Diyarbakır E Tipi Cezaevi önünde yapılan açıklamaya 14 Temmuz Büyük Ölüm Orucu şehitlerinden Ali Çiçek’in ablası Ayşe Çiçek, HDP’li Milletvekilleri Semra Güzel, Tayyip Temel, Remziye Tosun’un katıldı. Açıklamada “Tecritte hayır, tutsaklara özgürlük”, “Bijî berxwedana zindana” sloganları atıldı.

HÜSEYİN BARIŞ: ASKERİ DARBE UYGULAMALARINI AŞAN İZOLASYON SÜRÜYOR

Açıklamada konuşan 78’liler Derneği Diyarbakır Şube Eşbaşkanı Hüseyin Barış, 12 Eylül’de yaşatılan ağır işkencelerin üzerinden 41 yıl geçmesine rağmen AKP ve MHP öncülüğünde askeri darbe uygulamalarını aşan tecrit ve izolasyonunun devam ettiğini belirtti. Barış, tecrit uygulamalarına karşı tutukluların 12 Eylül zindan direniş ruhuyla açlık grevini büyük bir kararlılıkla yürüttüğünü ifade etti. Askeri darbeler sonucunda birçok kişinin vahşi bir şekilde yaşamını yitirdiğini ve büyük acıların çekildiğini belirten Barış, “Diyarbakır 5 Nolu Cezaevi insan hakları müzesi olmalıdır. Yaşayan bir müze olursa Kürt halkının çektiği acılar kayıt altına alınmış olacaktır” dedi.

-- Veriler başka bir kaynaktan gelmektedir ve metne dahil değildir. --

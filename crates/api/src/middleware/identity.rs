//! Caller identity extractors.
//!
//! Authentication happens at the upstream gateway; requests arrive with
//! `x-user-id` and `x-user-role` headers already verified. Each extractor
//! wraps [`Identity`] and rejects requests whose role does not meet the
//! minimum requirement, enforcing authorization at the type level.

use axum::extract::FromRequestParts;
use axum::http::request::Parts;
use centime_core::error::CoreError;
use centime_core::roles::{ROLE_ADMIN, ROLE_SERVICE, ROLE_USER};
use centime_core::types::UserId;

use crate::error::AppError;
use crate::state::AppState;

/// Header carrying the authenticated user id.
pub const USER_ID_HEADER: &str = "x-user-id";

/// Header carrying the authenticated role.
pub const USER_ROLE_HEADER: &str = "x-user-role";

/// The authenticated caller: a user id and a role.
#[derive(Debug, Clone)]
pub struct Identity {
    pub user_id: UserId,
    pub role: String,
}

impl Identity {
    pub fn is_admin(&self) -> bool {
        self.role == ROLE_ADMIN
    }

    /// Services and admins may act on any user's wallet.
    pub fn is_service(&self) -> bool {
        self.role == ROLE_SERVICE || self.role == ROLE_ADMIN
    }
}

impl FromRequestParts<AppState> for Identity {
    type Rejection = AppError;

    async fn from_request_parts(
        parts: &mut Parts,
        _state: &AppState,
    ) -> Result<Self, Self::Rejection> {
        let user_id = parts
            .headers
            .get(USER_ID_HEADER)
            .and_then(|v| v.to_str().ok())
            .and_then(|v| v.parse::<UserId>().ok())
            .ok_or_else(|| {
                AppError::Core(CoreError::Unauthorized(
                    "Missing or invalid x-user-id header".into(),
                ))
            })?;

        let role = parts
            .headers
            .get(USER_ROLE_HEADER)
            .and_then(|v| v.to_str().ok())
            .unwrap_or(ROLE_USER)
            .to_string();

        Ok(Identity { user_id, role })
    }
}

/// Requires the `admin` role. Rejects with 403 Forbidden otherwise.
///
/// ```ignore
/// async fn admin_only(RequireAdmin(caller): RequireAdmin) -> AppResult<Json<()>> {
///     // caller is guaranteed to be an admin here
///     Ok(Json(()))
/// }
/// ```
pub struct RequireAdmin(pub Identity);

impl FromRequestParts<AppState> for RequireAdmin {
    type Rejection = AppError;

    async fn from_request_parts(
        parts: &mut Parts,
        state: &AppState,
    ) -> Result<Self, Self::Rejection> {
        let caller = Identity::from_request_parts(parts, state).await?;
        if !caller.is_admin() {
            return Err(AppError::Core(CoreError::Forbidden(
                "Admin role required".into(),
            )));
        }
        Ok(RequireAdmin(caller))
    }
}

/// Requires `service` or `admin` role: the trusted internal callers that
/// perform ledger operations on behalf of users.
pub struct RequireService(pub Identity);

impl FromRequestParts<AppState> for RequireService {
    type Rejection = AppError;

    async fn from_request_parts(
        parts: &mut Parts,
        state: &AppState,
    ) -> Result<Self, Self::Rejection> {
        let caller = Identity::from_request_parts(parts, state).await?;
        if !caller.is_service() {
            return Err(AppError::Core(CoreError::Forbidden(
                "Service or Admin role required".into(),
            )));
        }
        Ok(RequireService(caller))
    }
}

CELALETTİN CAN: DÜNYADA 100 ÇEŞİT İŞKENCE VARMIŞ, 74’Ü DİYARBAKIR’DA UYGULANMIŞ

HDP Parti Meclis (PM) üyesi Celalettin Can, işkenceye uğrayan 3 bin kişinin suç duyurusunda bulunduğunu dile getirdi. Böylece bir soruşturmanın ortaya çıktığını ifade eden Can, “Savcıyı bu işi hızlandırması için çaba içerisindeydik. Tahir Elçi’de bu soruşturmayla gönülden ilgileniyordu. Çözüm sureci bitince soruşturma dosyası da bitmişti. Dosyayla ilgilenen savcı başka yere sürgün ettiler. Yeni savcıyla görüştüğümüzde bizimle dalga geçti. Anladık ki Diyarbakır cezaevi demek Kürt meselesi demek. O çalışmaları inceledik. Dünyada 100 çeşit işkence varmış. Diyarbakır’da 74’ü uygulandığı ortaya çıktı. Tutukluların içinde insana dair ne varsa almak istemişler. Vahşi bir toplumsal mühendislik projesi adını koyduk. O belgeleri koruduk. Uygun zamanda sergilerde, panel, belgesellerde yayınlanacak. 1970’lerden günümüze kadar Türkiye’nin hali ortaya sergilenecek. İnkar edilen bir Kürt tarihi var elimizde. Faşizme rağmen Kürt halkı kendi gerçeğini unutmuyor. Arkadaşlarımız boşuna ölmediler Onlar diyor ya ‘bu halka borçluyuz.’ Asla, biz onlara borçluyuz” şeklinde konuştu.

Ölüm orucunda yaşamını yitiren Ali Çiçek’in ablası Ayşe Çiçek ise, mezarlar taşlarının üzerindeki yazıların silinmesine tepki gösterdi.